Much has been written and said of late about our having entered a post-Christian era. More often then not the people who make this assertion fail to explain exactly what they mean by it. If they are asserting that North American culture is bereft of the influences of the church and the gospel of Jesus Christ, then there is much evidence to suggest that they are wrong. On the other hand, not all movement under the banner of Christianity is a genuine sign of life. I have argued elsewhere that the rise of the religious right in America during the 1970s and 1980s was not evidence of the persistence or renewal of biblical religion within the culture but, to the contrary, a symptom of the truly advanced pace of secularization in our culture. These spasms of political involvement signified a refusal to acknowledge the fact that the era of American Christendom is over, a refusal to accept the fact that it would be best to lay the notion of Protestant America quietly to rest.
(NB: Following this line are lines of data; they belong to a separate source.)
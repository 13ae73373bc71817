//! Objects attached to chunks and the registry that prepares their visuals

use std::collections::{HashMap, HashSet};
use std::sync::{Arc, Mutex, PoisonError};

use crate::streaming::external::VisualHandle;

/// An object living inside a chunk
///
/// `payload` is opaque to the engine and persisted byte-for-byte. `visual` is
/// runtime-only and never serialized.
#[derive(Clone, Debug)]
pub struct AttachedObject {
    /// Stable id, unique within the owning region
    pub id: u64,
    /// Per-chunk address written into the object layer cells
    pub address: u16,
    /// Factory key used to prepare the visual
    pub kind: String,
    /// Serialized object state
    pub payload: Vec<u8>,
    /// Prepared visual, if any
    pub visual: Option<VisualHandle>,
}

impl AttachedObject {
    pub fn new(id: u64, kind: impl Into<String>, payload: Vec<u8>) -> Self {
        Self {
            id,
            address: 0,
            kind: kind.into(),
            payload,
            visual: None,
        }
    }

    /// Whether the visual has been prepared
    pub fn is_initialized(&self) -> bool {
        self.visual.is_some()
    }
}

impl PartialEq for AttachedObject {
    fn eq(&self, other: &Self) -> bool {
        self.id == other.id
            && self.address == other.address
            && self.kind == other.kind
            && self.payload == other.payload
    }
}

impl Eq for AttachedObject {}

/// Prepares the presentation side of one kind of object.
///
/// Runs on worker threads.
pub trait ObjectFactory: Send + Sync {
    fn prepare(&self, object: &AttachedObject) -> Option<VisualHandle>;
}

impl<F> ObjectFactory for F
where
    F: Fn(&AttachedObject) -> Option<VisualHandle> + Send + Sync,
{
    fn prepare(&self, object: &AttachedObject) -> Option<VisualHandle> {
        self(object)
    }
}

/// Kind name -> factory lookup, passed explicitly into the volume
#[derive(Default)]
pub struct ObjectRegistry {
    factories: HashMap<String, Arc<dyn ObjectFactory>>,
    /// Kinds already reported as missing, so the warning fires once
    reported_missing: Mutex<HashSet<String>>,
}

impl ObjectRegistry {
    pub fn new() -> Self {
        Self::default()
    }

    /// Register (or replace) the factory for `kind`
    pub fn register(&mut self, kind: impl Into<String>, factory: Arc<dyn ObjectFactory>) {
        self.factories.insert(kind.into(), factory);
    }

    pub fn contains(&self, kind: &str) -> bool {
        self.factories.contains_key(kind)
    }

    pub fn len(&self) -> usize {
        self.factories.len()
    }

    pub fn is_empty(&self) -> bool {
        self.factories.is_empty()
    }

    /// Prepare a visual for `object`. Unknown kinds yield `None`.
    pub fn prepare(&self, object: &AttachedObject) -> Option<VisualHandle> {
        match self.factories.get(&object.kind) {
            Some(factory) => factory.prepare(object),
            None => {
                let mut reported = self
                    .reported_missing
                    .lock()
                    .unwrap_or_else(PoisonError::into_inner);
                if reported.insert(object.kind.clone()) {
                    log::warn!("No object factory registered for kind '{}'", object.kind);
                }
                None
            }
        }
    }
}

impl std::fmt::Debug for ObjectRegistry {
    fn fmt(&self, f: &mut std::fmt::Formatter<'_>) -> std::fmt::Result {
        let mut kinds: Vec<_> = self.factories.keys().collect();
        kinds.sort();
        f.debug_struct("ObjectRegistry")
            .field("kinds", &kinds)
            .finish()
    }
}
But a vital evangelical faith and practice does persist and does continue to find new life and expression in American Christianity, among Protestant Christians, Catholics, and Orthodox alike. There are hints and suggestions that all the churches still have the capacity to leaven the moral lump of society. Even mainline Protestant Christianity, which seems to be in an especially advanced state of spiritual rigor mortis-- still manages to contribute in significant ways to the common good within a pluralistic society.
from Vigen Guroian, Ethics after Christendom: Toward an Ecclesial Christian Ethic, pp. 11-12.